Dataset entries
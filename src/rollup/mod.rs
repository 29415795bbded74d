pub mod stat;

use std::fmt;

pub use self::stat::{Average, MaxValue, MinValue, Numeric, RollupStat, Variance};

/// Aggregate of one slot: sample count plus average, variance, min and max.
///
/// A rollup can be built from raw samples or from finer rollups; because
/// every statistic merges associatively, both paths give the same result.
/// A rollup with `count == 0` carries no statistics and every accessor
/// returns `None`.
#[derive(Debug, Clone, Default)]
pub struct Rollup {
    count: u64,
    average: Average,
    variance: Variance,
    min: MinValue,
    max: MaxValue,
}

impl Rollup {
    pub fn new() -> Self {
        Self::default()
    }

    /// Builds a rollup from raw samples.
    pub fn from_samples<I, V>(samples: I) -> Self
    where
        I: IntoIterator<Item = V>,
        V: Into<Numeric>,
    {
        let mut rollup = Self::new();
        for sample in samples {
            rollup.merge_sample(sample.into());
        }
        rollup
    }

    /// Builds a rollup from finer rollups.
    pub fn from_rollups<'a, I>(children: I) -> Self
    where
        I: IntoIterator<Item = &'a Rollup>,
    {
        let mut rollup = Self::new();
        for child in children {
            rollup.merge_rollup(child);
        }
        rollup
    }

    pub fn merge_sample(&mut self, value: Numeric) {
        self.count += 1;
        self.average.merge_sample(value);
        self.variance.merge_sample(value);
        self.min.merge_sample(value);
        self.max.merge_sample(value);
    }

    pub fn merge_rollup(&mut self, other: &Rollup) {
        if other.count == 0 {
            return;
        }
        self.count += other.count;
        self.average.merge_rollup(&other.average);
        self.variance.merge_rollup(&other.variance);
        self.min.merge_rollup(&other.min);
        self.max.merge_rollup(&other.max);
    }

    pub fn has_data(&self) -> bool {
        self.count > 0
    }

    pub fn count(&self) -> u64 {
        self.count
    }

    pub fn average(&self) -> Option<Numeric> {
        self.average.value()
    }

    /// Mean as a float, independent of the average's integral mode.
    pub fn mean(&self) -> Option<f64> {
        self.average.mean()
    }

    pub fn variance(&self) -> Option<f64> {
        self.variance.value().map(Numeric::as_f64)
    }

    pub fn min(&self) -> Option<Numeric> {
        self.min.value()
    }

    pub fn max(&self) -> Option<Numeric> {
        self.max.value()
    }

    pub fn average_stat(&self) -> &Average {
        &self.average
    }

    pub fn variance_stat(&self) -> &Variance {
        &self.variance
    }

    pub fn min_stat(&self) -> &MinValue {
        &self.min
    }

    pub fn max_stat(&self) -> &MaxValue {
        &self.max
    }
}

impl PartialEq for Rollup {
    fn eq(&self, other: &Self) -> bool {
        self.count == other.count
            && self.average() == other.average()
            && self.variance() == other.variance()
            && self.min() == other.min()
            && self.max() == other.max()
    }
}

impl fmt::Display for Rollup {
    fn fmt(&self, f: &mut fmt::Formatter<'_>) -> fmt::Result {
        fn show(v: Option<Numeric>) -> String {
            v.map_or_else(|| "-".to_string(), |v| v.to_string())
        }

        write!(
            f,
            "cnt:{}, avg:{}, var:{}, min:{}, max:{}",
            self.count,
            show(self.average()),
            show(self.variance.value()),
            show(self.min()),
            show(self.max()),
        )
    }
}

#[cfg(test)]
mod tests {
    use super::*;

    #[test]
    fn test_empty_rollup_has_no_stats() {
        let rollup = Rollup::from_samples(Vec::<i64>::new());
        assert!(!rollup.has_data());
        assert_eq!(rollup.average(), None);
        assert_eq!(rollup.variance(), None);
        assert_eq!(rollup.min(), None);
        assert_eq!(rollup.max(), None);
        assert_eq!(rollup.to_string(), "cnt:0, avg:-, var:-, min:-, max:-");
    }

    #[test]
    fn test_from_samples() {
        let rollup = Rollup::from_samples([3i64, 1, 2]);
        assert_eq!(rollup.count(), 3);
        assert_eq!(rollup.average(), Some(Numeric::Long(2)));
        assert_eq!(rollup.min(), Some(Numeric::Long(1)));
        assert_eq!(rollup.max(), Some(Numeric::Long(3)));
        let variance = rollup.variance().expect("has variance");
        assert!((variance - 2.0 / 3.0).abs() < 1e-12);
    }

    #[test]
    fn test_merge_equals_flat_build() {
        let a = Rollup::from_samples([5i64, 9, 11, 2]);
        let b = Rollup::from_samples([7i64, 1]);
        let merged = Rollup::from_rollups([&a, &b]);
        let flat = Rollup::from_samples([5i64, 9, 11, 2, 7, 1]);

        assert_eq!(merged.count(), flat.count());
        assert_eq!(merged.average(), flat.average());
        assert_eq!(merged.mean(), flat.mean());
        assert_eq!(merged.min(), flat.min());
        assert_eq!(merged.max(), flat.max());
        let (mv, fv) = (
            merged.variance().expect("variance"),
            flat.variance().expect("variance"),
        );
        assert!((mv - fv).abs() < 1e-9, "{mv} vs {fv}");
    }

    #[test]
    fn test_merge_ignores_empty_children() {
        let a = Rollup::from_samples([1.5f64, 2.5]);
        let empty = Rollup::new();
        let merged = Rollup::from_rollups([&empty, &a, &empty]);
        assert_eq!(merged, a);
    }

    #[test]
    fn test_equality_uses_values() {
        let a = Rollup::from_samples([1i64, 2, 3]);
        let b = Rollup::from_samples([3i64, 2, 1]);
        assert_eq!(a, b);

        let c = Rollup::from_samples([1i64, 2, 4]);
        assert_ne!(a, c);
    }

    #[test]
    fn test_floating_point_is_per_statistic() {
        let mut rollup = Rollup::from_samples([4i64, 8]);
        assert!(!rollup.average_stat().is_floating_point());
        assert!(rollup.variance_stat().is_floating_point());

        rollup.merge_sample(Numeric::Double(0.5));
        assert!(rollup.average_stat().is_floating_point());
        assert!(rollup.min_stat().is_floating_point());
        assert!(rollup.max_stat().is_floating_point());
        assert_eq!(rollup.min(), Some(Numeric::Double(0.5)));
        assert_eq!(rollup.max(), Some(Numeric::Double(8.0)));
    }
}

* * *

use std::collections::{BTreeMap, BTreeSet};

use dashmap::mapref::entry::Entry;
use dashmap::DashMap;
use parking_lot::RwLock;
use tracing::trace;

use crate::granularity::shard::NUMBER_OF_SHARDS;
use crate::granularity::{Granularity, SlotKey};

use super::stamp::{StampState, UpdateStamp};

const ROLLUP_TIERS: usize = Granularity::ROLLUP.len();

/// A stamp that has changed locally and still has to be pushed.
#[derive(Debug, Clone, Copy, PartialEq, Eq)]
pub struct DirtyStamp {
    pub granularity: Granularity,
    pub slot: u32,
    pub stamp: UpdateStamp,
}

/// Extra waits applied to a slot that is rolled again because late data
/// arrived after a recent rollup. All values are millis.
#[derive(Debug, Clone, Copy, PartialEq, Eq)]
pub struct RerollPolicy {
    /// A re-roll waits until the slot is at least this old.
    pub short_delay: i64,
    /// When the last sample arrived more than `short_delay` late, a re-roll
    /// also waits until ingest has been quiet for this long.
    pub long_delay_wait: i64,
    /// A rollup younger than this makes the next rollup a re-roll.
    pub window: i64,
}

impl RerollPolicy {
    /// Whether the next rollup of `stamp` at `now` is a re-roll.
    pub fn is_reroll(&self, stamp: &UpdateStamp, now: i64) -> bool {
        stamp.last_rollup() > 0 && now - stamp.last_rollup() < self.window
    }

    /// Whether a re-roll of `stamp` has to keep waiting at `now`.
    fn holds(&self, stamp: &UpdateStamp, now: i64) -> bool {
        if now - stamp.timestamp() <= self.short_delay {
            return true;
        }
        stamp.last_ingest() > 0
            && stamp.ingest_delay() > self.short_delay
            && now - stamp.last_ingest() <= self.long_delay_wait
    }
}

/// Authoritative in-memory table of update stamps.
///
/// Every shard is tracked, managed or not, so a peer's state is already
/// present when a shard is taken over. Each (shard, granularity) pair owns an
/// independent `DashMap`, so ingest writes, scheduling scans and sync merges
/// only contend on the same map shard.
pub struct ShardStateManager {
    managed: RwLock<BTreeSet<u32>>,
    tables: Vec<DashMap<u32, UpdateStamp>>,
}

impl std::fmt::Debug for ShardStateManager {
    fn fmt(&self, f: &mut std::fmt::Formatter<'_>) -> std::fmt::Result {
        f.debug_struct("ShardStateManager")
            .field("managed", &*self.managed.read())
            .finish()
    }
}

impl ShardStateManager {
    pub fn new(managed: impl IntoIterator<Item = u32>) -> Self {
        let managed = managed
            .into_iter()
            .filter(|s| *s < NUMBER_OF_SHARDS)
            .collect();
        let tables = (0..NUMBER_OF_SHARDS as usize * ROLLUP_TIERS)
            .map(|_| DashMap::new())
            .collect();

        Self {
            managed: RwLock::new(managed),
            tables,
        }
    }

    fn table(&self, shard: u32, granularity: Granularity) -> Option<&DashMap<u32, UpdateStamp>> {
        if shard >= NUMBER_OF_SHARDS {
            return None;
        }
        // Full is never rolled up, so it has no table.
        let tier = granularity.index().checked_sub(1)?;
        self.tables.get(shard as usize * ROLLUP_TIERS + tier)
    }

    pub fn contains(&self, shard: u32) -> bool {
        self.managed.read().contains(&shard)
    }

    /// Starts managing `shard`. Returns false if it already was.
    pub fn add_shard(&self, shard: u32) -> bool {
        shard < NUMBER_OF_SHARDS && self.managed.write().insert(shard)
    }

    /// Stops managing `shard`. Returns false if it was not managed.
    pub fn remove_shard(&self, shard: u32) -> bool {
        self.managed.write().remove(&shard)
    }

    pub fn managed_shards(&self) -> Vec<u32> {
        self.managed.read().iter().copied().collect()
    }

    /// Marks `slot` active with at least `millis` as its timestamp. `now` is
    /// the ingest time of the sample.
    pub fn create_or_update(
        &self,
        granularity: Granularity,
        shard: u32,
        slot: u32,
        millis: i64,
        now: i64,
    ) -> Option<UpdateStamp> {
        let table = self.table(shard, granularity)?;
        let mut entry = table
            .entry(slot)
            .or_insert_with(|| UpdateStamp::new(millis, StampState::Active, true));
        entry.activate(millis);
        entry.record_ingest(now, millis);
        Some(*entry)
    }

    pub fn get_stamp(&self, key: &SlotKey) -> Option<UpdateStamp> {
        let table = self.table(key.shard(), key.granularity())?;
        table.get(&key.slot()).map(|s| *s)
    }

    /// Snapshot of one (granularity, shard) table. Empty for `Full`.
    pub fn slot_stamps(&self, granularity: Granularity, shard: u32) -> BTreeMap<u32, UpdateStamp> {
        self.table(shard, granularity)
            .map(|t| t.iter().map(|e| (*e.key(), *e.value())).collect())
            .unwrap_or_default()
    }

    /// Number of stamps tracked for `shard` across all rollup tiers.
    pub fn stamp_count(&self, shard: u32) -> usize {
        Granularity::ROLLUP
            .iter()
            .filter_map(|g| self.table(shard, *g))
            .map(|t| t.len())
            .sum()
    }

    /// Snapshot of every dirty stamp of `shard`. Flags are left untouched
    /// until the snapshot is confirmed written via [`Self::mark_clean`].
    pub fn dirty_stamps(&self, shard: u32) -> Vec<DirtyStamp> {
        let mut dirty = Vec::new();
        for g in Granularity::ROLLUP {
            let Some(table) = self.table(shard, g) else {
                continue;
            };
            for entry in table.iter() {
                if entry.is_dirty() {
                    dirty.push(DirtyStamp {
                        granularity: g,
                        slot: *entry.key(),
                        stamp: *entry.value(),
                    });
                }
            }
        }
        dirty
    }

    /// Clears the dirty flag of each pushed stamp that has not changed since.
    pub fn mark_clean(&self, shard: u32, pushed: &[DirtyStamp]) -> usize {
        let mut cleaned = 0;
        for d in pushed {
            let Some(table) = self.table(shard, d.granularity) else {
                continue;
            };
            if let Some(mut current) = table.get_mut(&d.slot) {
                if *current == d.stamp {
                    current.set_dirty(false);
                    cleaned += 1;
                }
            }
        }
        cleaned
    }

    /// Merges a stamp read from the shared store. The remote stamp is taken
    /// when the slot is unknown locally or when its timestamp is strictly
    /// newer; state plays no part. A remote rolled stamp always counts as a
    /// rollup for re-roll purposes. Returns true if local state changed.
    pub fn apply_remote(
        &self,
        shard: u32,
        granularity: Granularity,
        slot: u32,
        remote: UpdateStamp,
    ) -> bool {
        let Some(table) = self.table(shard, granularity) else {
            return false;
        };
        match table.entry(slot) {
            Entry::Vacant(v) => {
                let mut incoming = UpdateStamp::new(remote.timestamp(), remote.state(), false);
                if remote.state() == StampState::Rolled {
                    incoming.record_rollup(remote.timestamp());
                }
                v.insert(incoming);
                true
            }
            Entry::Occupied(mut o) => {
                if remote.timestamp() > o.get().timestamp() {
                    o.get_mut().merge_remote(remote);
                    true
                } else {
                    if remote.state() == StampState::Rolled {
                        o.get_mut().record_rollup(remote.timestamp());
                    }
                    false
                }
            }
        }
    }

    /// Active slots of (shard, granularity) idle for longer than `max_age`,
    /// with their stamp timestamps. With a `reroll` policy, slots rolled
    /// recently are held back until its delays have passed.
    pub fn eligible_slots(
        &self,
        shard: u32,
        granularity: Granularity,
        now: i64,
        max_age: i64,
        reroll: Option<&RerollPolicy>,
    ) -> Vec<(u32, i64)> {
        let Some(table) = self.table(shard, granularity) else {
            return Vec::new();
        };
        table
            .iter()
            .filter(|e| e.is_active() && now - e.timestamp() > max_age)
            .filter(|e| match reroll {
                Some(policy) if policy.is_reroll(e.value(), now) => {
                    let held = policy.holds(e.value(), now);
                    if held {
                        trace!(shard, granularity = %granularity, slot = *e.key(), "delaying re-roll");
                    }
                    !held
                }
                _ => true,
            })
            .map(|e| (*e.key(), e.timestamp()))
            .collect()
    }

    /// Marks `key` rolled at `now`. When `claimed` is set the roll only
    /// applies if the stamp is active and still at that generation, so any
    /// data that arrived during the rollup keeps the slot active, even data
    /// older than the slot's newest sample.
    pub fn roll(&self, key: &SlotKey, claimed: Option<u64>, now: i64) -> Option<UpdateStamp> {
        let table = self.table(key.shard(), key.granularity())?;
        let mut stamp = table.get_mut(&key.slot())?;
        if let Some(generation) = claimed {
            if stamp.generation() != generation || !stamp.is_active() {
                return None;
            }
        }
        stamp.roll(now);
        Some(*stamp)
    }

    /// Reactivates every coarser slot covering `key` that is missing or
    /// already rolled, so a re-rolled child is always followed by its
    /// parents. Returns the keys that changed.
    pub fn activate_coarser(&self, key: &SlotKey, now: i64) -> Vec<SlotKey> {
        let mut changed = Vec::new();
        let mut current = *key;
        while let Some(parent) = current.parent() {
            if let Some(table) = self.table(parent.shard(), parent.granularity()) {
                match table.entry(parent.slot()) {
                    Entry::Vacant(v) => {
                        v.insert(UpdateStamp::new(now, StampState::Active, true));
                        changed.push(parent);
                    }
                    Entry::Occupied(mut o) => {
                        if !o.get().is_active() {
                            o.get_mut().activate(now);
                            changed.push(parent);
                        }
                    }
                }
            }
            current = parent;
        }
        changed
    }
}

- Aim of the task -
When a line in the entries above contains "tracked", count it; please answer with the number only.

- Result of the task -
2